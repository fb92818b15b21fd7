//! # Frame Previews
//!
//! Sinks for development machines without a panel attached: a PNG file that is
//! overwritten with every frame, and a character rendering for the terminal.

use crate::compositor::IndexedImage;
use crate::display::{DisplaySink, SinkError};
use crate::palette::{ACCENT_INDEX, FOREGROUND_INDEX};
use std::io::Write;
use std::path::PathBuf;
use tracing::debug;

/// Writes every frame as an RGB PNG to a fixed path.
pub struct PngPreview {
    path: PathBuf,
}

impl PngPreview {
    pub fn new(path: impl Into<PathBuf>) -> Self {
        Self { path: path.into() }
    }
}

impl DisplaySink for PngPreview {
    fn present(&mut self, image: &IndexedImage) -> Result<(), SinkError> {
        image.to_rgb().save(&self.path)?;
        debug!(path = %self.path.display(), "Wrote preview");
        Ok(())
    }
}

/// Prints every frame as text, two pixel rows per line.
///
/// `' '` is background, `'#'` foreground and `'*'` accent. When the two pixels
/// of a cell differ, accent wins over foreground, foreground over background.
pub struct TerminalPreview<W: Write> {
    out: W,
}

impl<W: Write> TerminalPreview<W> {
    pub fn new(out: W) -> Self {
        Self { out }
    }

    pub fn into_inner(self) -> W {
        self.out
    }
}

fn cell(upper: Option<u8>, lower: Option<u8>) -> char {
    let pair = [upper, lower];
    if pair.contains(&Some(ACCENT_INDEX)) {
        '*'
    } else if pair.contains(&Some(FOREGROUND_INDEX)) {
        '#'
    } else {
        ' '
    }
}

impl<W: Write> DisplaySink for TerminalPreview<W> {
    fn present(&mut self, image: &IndexedImage) -> Result<(), SinkError> {
        let border = "-".repeat(image.width() as usize + 2);
        writeln!(self.out, "{border}")?;
        for y in (0..image.height()).step_by(2) {
            let row: String = (0..image.width())
                .map(|x| cell(image.index_at(x, y), image.index_at(x, y + 1)))
                .collect();
            writeln!(self.out, "|{row}|")?;
        }
        writeln!(self.out, "{border}")?;
        self.out.flush()?;
        Ok(())
    }
}
//! # Configuration Management
//!
//! This module loads the dashboard configuration from a TOML file. The path
//! comes from the `CONFIG_FILE_PATH` environment variable and defaults to
//! `config.toml` in the working directory.
//!
//! Relative paths inside the file (font, border, icons, preview, log) are
//! resolved against the directory the file lives in, so the service can be
//! started from anywhere.

use crate::palette::{ColorMode, ColorPalette};
use serde::{Deserialize, Serialize};
use std::fs;
use std::path::{Path, PathBuf};
use std::time::Duration;
use thiserror::Error;

/// Environment variable naming the config file
pub const ENV_CONFIG_FILE_PATH: &str = "CONFIG_FILE_PATH";
/// Environment variable naming the log file when the config has none
pub const ENV_LOG_FILE_PATH: &str = "LOG_FILE_PATH";
pub const DEFAULT_CONFIG_FILE_PATH: &str = "config.toml";
pub const DEFAULT_LOG_FILE_PATH: &str = "inky_dashboard.log";

/// The dashboard grid has four quadrants
pub const MAX_SENSORS: usize = 4;

#[derive(Error, Debug)]
pub enum ConfigError {
    #[error("failed to read config {path}: {source}")]
    Io {
        path: PathBuf,
        #[source]
        source: std::io::Error,
    },

    #[error("invalid config format: {0}")]
    Parse(#[from] toml::de::Error),

    #[error("invalid config: {0}")]
    Invalid(String),
}

/// Application configuration
#[derive(Debug, Clone, Deserialize, Serialize)]
pub struct Config {
    /// Accent color family of the panel
    pub color_palette: ColorPalette,
    #[serde(default)]
    pub color_mode: ColorMode,
    /// Seconds between two data refreshes
    #[serde(default = "default_data_timeout_seconds")]
    pub data_timeout_seconds: u64,
    /// Seconds between two display refreshes
    #[serde(default = "default_view_change_interval_seconds")]
    pub view_change_interval_seconds: u64,
    #[serde(default = "default_font_path")]
    pub font_path: PathBuf,
    #[serde(default = "default_border_image_path")]
    pub border_image_path: PathBuf,
    /// Rotate every frame by 180° (panel mounted upside down)
    #[serde(default)]
    pub flip_screen: bool,
    /// Drive the panel; when false frames go to `preview_path`
    #[serde(default = "default_enable_inky")]
    pub enable_inky: bool,
    #[serde(default = "default_preview_path")]
    pub preview_path: PathBuf,
    /// Show a detailed view for pickups this many days away or fewer
    #[serde(default = "default_waste_detailed_days")]
    pub waste_detailed_days: i64,
    /// Alert-color pickups this many days away or fewer
    #[serde(default = "default_waste_alert_days")]
    pub waste_alert_days: i64,
    pub home_assistant: HomeAssistantConfig,
    #[serde(default)]
    pub logging: LoggingConfig,
    #[serde(default)]
    pub hardware: HardwareConfig,
}

#[derive(Debug, Clone, Deserialize, Serialize)]
pub struct HomeAssistantConfig {
    /// Base URL, e.g. `http://homeassistant.local:8123`
    pub url: String,
    /// Long-lived access token
    pub token: String,
    #[serde(default = "default_request_timeout_seconds")]
    pub request_timeout_seconds: u64,
    #[serde(default)]
    pub sensors: Vec<SensorConfig>,
}

/// One waste-collection sensor entity.
#[derive(Debug, Clone, PartialEq, Eq, Deserialize, Serialize)]
pub struct SensorConfig {
    pub name: String,
    /// Shown as the upper line of the detailed view
    pub friendly_name: String,
    pub entity_id: String,
    pub icon_path_small: String,
    pub icon_path_large: String,
}

#[derive(Debug, Clone, Deserialize, Serialize)]
pub struct LoggingConfig {
    /// `tracing` filter directive; `RUST_LOG` takes precedence
    #[serde(default = "default_log_level")]
    pub level: String,
    /// Append log lines here in addition to stdout
    #[serde(default)]
    pub path: Option<PathBuf>,
}

/// Linux wiring of the panel.
#[derive(Debug, Clone, Deserialize, Serialize)]
pub struct HardwareConfig {
    #[serde(default = "default_spi_path")]
    pub spi_path: PathBuf,
    #[serde(default = "default_gpio_chip")]
    pub gpio_chip: PathBuf,
    #[serde(default = "default_dc_pin")]
    pub dc_pin: u32,
    #[serde(default = "default_reset_pin")]
    pub reset_pin: u32,
    #[serde(default = "default_busy_pin")]
    pub busy_pin: u32,
    #[serde(default = "default_busy_timeout_seconds")]
    pub busy_timeout_seconds: u64,
}

fn default_data_timeout_seconds() -> u64 {
    10
}

fn default_view_change_interval_seconds() -> u64 {
    5
}

fn default_font_path() -> PathBuf {
    PathBuf::from("fonts/MinecraftRegular.otf")
}

fn default_border_image_path() -> PathBuf {
    PathBuf::from("media/general/border.png")
}

fn default_enable_inky() -> bool {
    true
}

fn default_preview_path() -> PathBuf {
    PathBuf::from("preview.png")
}

fn default_waste_detailed_days() -> i64 {
    3
}

fn default_waste_alert_days() -> i64 {
    1
}

fn default_request_timeout_seconds() -> u64 {
    30
}

fn default_log_level() -> String {
    "info".to_string()
}

fn default_spi_path() -> PathBuf {
    PathBuf::from("/dev/spidev0.0")
}

fn default_gpio_chip() -> PathBuf {
    PathBuf::from("/dev/gpiochip0")
}

fn default_dc_pin() -> u32 {
    22
}

fn default_reset_pin() -> u32 {
    27
}

fn default_busy_pin() -> u32 {
    17
}

fn default_busy_timeout_seconds() -> u64 {
    30
}

impl Default for LoggingConfig {
    fn default() -> Self {
        Self {
            level: default_log_level(),
            path: None,
        }
    }
}

impl Default for HardwareConfig {
    fn default() -> Self {
        Self {
            spi_path: default_spi_path(),
            gpio_chip: default_gpio_chip(),
            dc_pin: default_dc_pin(),
            reset_pin: default_reset_pin(),
            busy_pin: default_busy_pin(),
            busy_timeout_seconds: default_busy_timeout_seconds(),
        }
    }
}

/// Join `path` onto `base` unless it is already absolute.
pub fn resolve_path(base: &Path, path: &Path) -> PathBuf {
    if path.is_absolute() {
        path.to_path_buf()
    } else {
        base.join(path)
    }
}

impl Config {
    /// Config file path from `CONFIG_FILE_PATH`, or the default.
    pub fn path_from_env() -> PathBuf {
        std::env::var_os(ENV_CONFIG_FILE_PATH)
            .map(PathBuf::from)
            .unwrap_or_else(|| PathBuf::from(DEFAULT_CONFIG_FILE_PATH))
    }

    /// Load, validate and resolve relative paths against the file's directory.
    ///
    /// Without a configured log path, `LOG_FILE_PATH` or the default log file
    /// is used.
    pub fn load<P: AsRef<Path>>(path: P) -> Result<Self, ConfigError> {
        let path = path.as_ref();
        let contents = fs::read_to_string(path).map_err(|source| ConfigError::Io {
            path: path.to_path_buf(),
            source,
        })?;
        let mut config = Self::from_toml_str(&contents)?;
        if config.logging.path.is_none() {
            config.logging.path = Some(
                std::env::var_os(ENV_LOG_FILE_PATH)
                    .map(PathBuf::from)
                    .unwrap_or_else(|| PathBuf::from(DEFAULT_LOG_FILE_PATH)),
            );
        }

        let base = path.parent().unwrap_or_else(|| Path::new(""));
        Ok(config.resolve_paths(base))
    }

    /// Parse and validate without touching any paths.
    pub fn from_toml_str(contents: &str) -> Result<Self, ConfigError> {
        let config: Config = toml::from_str(contents)?;
        config.validate()?;
        Ok(config)
    }

    pub fn validate(&self) -> Result<(), ConfigError> {
        if self.data_timeout_seconds == 0 {
            return Err(ConfigError::Invalid("data_timeout_seconds must be positive".into()));
        }
        if self.view_change_interval_seconds == 0 {
            return Err(ConfigError::Invalid(
                "view_change_interval_seconds must be positive".into(),
            ));
        }
        if self.home_assistant.url.trim().is_empty() {
            return Err(ConfigError::Invalid("home_assistant.url must not be empty".into()));
        }
        if self.home_assistant.request_timeout_seconds == 0 {
            return Err(ConfigError::Invalid(
                "home_assistant.request_timeout_seconds must be positive".into(),
            ));
        }
        let sensors = self.home_assistant.sensors.len();
        if sensors > MAX_SENSORS {
            return Err(ConfigError::Invalid(format!(
                "{sensors} sensors configured, the dashboard shows at most {MAX_SENSORS}"
            )));
        }
        Ok(())
    }

    /// Resolve every relative path in the config against `base`.
    pub fn resolve_paths(mut self, base: &Path) -> Self {
        let resolve_str = |p: &str| resolve_path(base, Path::new(p)).to_string_lossy().into_owned();

        self.font_path = resolve_path(base, &self.font_path);
        self.border_image_path = resolve_path(base, &self.border_image_path);
        self.preview_path = resolve_path(base, &self.preview_path);
        if let Some(log) = self.logging.path.take() {
            self.logging.path = Some(resolve_path(base, &log));
        }
        for sensor in &mut self.home_assistant.sensors {
            sensor.icon_path_small = resolve_str(&sensor.icon_path_small);
            sensor.icon_path_large = resolve_str(&sensor.icon_path_large);
        }
        self
    }

    pub fn data_interval(&self) -> Duration {
        Duration::from_secs(self.data_timeout_seconds)
    }

    pub fn view_interval(&self) -> Duration {
        Duration::from_secs(self.view_change_interval_seconds)
    }
}

#[cfg(test)]
mod tests {
    use super::*;
    use std::io::Write;
    use tempfile::TempDir;

    const MINIMAL: &str = r#"
color_palette = "yellow"

[home_assistant]
url = "http://ha.local:8123"
token = "secret"
"#;

    const FULL: &str = r#"
color_palette = "red"
color_mode = "dark"
data_timeout_seconds = 60
view_change_interval_seconds = 15
font_path = "/usr/share/fonts/dashboard.otf"
border_image_path = "media/general/border.png"
flip_screen = true
enable_inky = false
waste_detailed_days = 2
waste_alert_days = 0

[home_assistant]
url = "http://ha.local:8123"
token = "secret"
request_timeout_seconds = 5

[[home_assistant.sensors]]
name = "paper"
friendly_name = "Papier"
entity_id = "sensor.papier"
icon_path_small = "media/waste/paper_small.png"
icon_path_large = "media/waste/paper_large.png"

[logging]
level = "debug"
path = "logs/dashboard.log"

[hardware]
busy_pin = 24
"#;

    fn with_sensors(count: usize) -> String {
        let mut contents = MINIMAL.to_string();
        for i in 0..count {
            contents.push_str(&format!(
                "\n[[home_assistant.sensors]]\nname = \"s{i}\"\nfriendly_name = \"S{i}\"\n\
                    entity_id = \"sensor.s{i}\"\nicon_path_small = \"s.png\"\n\
                    icon_path_large = \"l.png\"\n"
            ));
        }
        contents
    }

    #[test]
    fn test_defaults() {
        let config = Config::from_toml_str(MINIMAL).unwrap();
        assert_eq!(config.color_palette, ColorPalette::Yellow);
        assert_eq!(config.color_mode, ColorMode::Light);
        assert_eq!(config.data_interval(), Duration::from_secs(10));
        assert_eq!(config.view_interval(), Duration::from_secs(5));
        assert_eq!(config.font_path, PathBuf::from("fonts/MinecraftRegular.otf"));
        assert!(config.enable_inky);
        assert!(!config.flip_screen);
        assert_eq!(config.waste_detailed_days, 3);
        assert_eq!(config.waste_alert_days, 1);
        assert_eq!(config.home_assistant.request_timeout_seconds, 30);
        assert!(config.home_assistant.sensors.is_empty());
        assert_eq!(config.logging.level, "info");
        assert_eq!(config.logging.path, None);
        assert_eq!(config.hardware.dc_pin, 22);
        assert_eq!(config.hardware.reset_pin, 27);
        assert_eq!(config.hardware.busy_pin, 17);
    }

    #[test]
    fn test_full_config() {
        let config = Config::from_toml_str(FULL).unwrap();
        assert_eq!(config.color_mode, ColorMode::Dark);
        assert_eq!(config.view_change_interval_seconds, 15);
        assert!(config.flip_screen);
        assert!(!config.enable_inky);
        assert_eq!(config.waste_alert_days, 0);
        assert_eq!(config.home_assistant.sensors.len(), 1);
        assert_eq!(config.home_assistant.sensors[0].friendly_name, "Papier");
        assert_eq!(config.logging.level, "debug");
        assert_eq!(config.hardware.busy_pin, 24);
        assert_eq!(config.hardware.dc_pin, 22);
    }

    #[test]
    fn test_load_resolves_relative_paths() {
        let dir = TempDir::new().unwrap();
        let path = dir.path().join("config.toml");
        fs::File::create(&path)
            .unwrap()
            .write_all(FULL.as_bytes())
            .unwrap();

        let config = Config::load(&path).unwrap();
        assert_eq!(config.border_image_path, dir.path().join("media/general/border.png"));
        assert_eq!(config.font_path, PathBuf::from("/usr/share/fonts/dashboard.otf"));
        assert_eq!(config.logging.path, Some(dir.path().join("logs/dashboard.log")));
        assert_eq!(
            PathBuf::from(&config.home_assistant.sensors[0].icon_path_large),
            dir.path().join("media/waste/paper_large.png")
        );
    }

    #[test]
    fn test_load_nonexistent_file() {
        let err = Config::load("/nonexistent/path/config.toml").unwrap_err();
        assert!(matches!(err, ConfigError::Io { .. }));
    }

    #[test]
    fn test_parse_errors() {
        assert!(matches!(
            Config::from_toml_str(
                "color_palette = \"green\"\n[home_assistant]\nurl = \"x\"\ntoken = \"t\""
            ),
            Err(ConfigError::Parse(_))
        ));
        // home_assistant is required
        assert!(matches!(
            Config::from_toml_str("color_palette = \"red\""),
            Err(ConfigError::Parse(_))
        ));
    }

    #[test]
    fn test_validation() {
        assert!(Config::from_toml_str(&with_sensors(MAX_SENSORS)).is_ok());
        assert!(matches!(
            Config::from_toml_str(&with_sensors(MAX_SENSORS + 1)),
            Err(ConfigError::Invalid(_))
        ));

        let mut config = Config::from_toml_str(MINIMAL).unwrap();
        config.view_change_interval_seconds = 0;
        assert!(matches!(config.validate(), Err(ConfigError::Invalid(_))));

        let mut config = Config::from_toml_str(MINIMAL).unwrap();
        config.home_assistant.url = "  ".to_string();
        assert!(matches!(config.validate(), Err(ConfigError::Invalid(_))));
    }

    #[test]
    fn test_example_config_parses() {
        let config = Config::from_toml_str(include_str!("../config.example.toml")).unwrap();
        assert_eq!(config.color_palette, ColorPalette::Red);
        assert_eq!(config.home_assistant.sensors.len(), 2);
        assert_eq!(config.home_assistant.sensors[1].entity_id, "sensor.papier");
        assert_eq!(config.logging.path, Some(PathBuf::from("inky_dashboard.log")));
    }
}
//! # Inky Dashboard Core Library
//!
//! This library drives a small tri-color e-paper panel (Pimoroni Inky pHAT,
//! 250×122 pixels) with rotating status views built from periodically polled
//! sensor data.
//!
//! ## Design Philosophy
//!
//! ### Deterministic Rendering
//! - **Fresh canvas per frame**: Every render starts from a new panel-sized RGBA
//!   canvas and ends as a palette-indexed raster with at most three colors
//! - **Single-tint assets**: Icons and the border frame are alpha-only artwork that
//!   is recolored at render time, so one asset serves light, dark and alert states
//! - **Fitted text**: Labels are drawn at the largest font size that fits their
//!   fixed rectangle
//!
//! ### Two Independent Loops
//! The service runs two loops on a single-threaded runtime:
//! - **Data collection**: polls every data source on its own interval
//! - **Display refresh**: picks the next view, renders it and hands it to the panel
//!
//! A failure in either loop is logged and that loop alone restarts after a fixed
//! delay. The panel keeps showing its last frame in the meantime.
//!
//! ## Core Types
//!
//! - [`ViewData`]: one renderable screen, one of three fixed shapes
//! - [`DashboardElement`]: one icon + label quadrant of the dashboard view

use serde::{Deserialize, Serialize};

// Module declarations
pub mod compositor;
pub mod config;
pub mod dashboard;
pub mod display;
pub mod inky_phat;
pub mod layout;
pub mod logging;
pub mod palette;
pub mod preview;
pub mod render;
pub mod rotation;
pub mod supervisor;
pub mod waste;

/// Panel width in pixels (Inky pHAT, landscape)
pub const PANEL_WIDTH: u32 = 250;

/// Panel height in pixels (Inky pHAT, landscape)
pub const PANEL_HEIGHT: u32 = 122;

/// One icon + label quadrant of a [`ViewData::Dashboard`] view.
///
/// # Example
/// ```
/// use inky_dashboard_lib::DashboardElement;
///
/// let element = DashboardElement::new("media/waste/paper_small.png", "Morgen")
///     .with_icon_alert(true);
///
/// assert!(element.is_icon_alert);
/// assert!(!element.is_text_alert);
/// ```
#[derive(Clone, Debug, PartialEq, Eq, Serialize, Deserialize)]
pub struct DashboardElement {
    /// Path to the small alpha-only icon
    pub icon_path: String,
    /// Label drawn next to the icon
    pub text: String,
    /// Draw the icon in the alert color
    pub is_icon_alert: bool,
    /// Draw the label in the alert color
    pub is_text_alert: bool,
}

impl DashboardElement {
    pub fn new(icon_path: impl Into<String>, text: impl Into<String>) -> Self {
        Self {
            icon_path: icon_path.into(),
            text: text.into(),
            is_icon_alert: false,
            is_text_alert: false,
        }
    }

    pub fn with_icon_alert(mut self, alert: bool) -> Self {
        self.is_icon_alert = alert;
        self
    }

    pub fn with_text_alert(mut self, alert: bool) -> Self {
        self.is_text_alert = alert;
        self
    }
}

/// One renderable screen.
///
/// The set of shapes is closed: the renderer dispatches on it with an exhaustive
/// `match`, so a new shape cannot be added without a renderer for it.
///
/// Two views are "the same" for rotation purposes iff all fields are equal.
///
/// # Example
/// ```
/// use inky_dashboard_lib::{DashboardElement, ViewData};
///
/// let view = ViewData::Dashboard {
///     elements: vec![DashboardElement::new("media/waste/waste_small.png", "2 Tage")],
///     is_border_alert: false,
/// };
///
/// assert_eq!(view.kind(), "dashboard");
/// ```
#[derive(Clone, Debug, PartialEq, Eq, Serialize, Deserialize)]
#[serde(tag = "kind", rename_all = "snake_case")]
pub enum ViewData {
    /// Up to four icon + label quadrants inside a border frame.
    Dashboard {
        elements: Vec<DashboardElement>,
        is_border_alert: bool,
    },
    /// One large icon with a single centered label.
    Detailed {
        icon_path: String,
        text: String,
        is_border_alert: bool,
        is_icon_alert: bool,
        is_text_alert: bool,
    },
    /// One large icon with two labels meeting in the middle.
    DetailedTwoLine {
        icon_path: String,
        upper_text: String,
        lower_text: String,
        is_border_alert: bool,
        is_icon_alert: bool,
        is_upper_text_alert: bool,
        is_lower_text_alert: bool,
    },
}

impl ViewData {
    /// Short name of the view shape, used in log lines
    pub fn kind(&self) -> &'static str {
        match self {
            ViewData::Dashboard { .. } => "dashboard",
            ViewData::Detailed { .. } => "detailed",
            ViewData::DetailedTwoLine { .. } => "detailed_two_line",
        }
    }
}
::::::::::
WHAT IS REQUIRED >>
Set down exactly the lines that begin the records and continue through the line bearing "impl DisplaySink for"; include both ends.

FINISHED TASK >>
repository fb92818b15b21fd7
//! # Frame Previews
//!
//! Sinks for development machines without a panel attached: a PNG file that is
//! overwritten with every frame, and a character rendering for the terminal.

use crate::compositor::IndexedImage;
use crate::display::{DisplaySink, SinkError};
use crate::palette::{ACCENT_INDEX, FOREGROUND_INDEX};
use std::io::Write;
use std::path::PathBuf;
use tracing::debug;

/// Writes every frame as an RGB PNG to a fixed path.
pub struct PngPreview {
    path: PathBuf,
}

impl PngPreview {
    pub fn new(path: impl Into<PathBuf>) -> Self {
        Self { path: path.into() }
    }
}

impl DisplaySink for PngPreview {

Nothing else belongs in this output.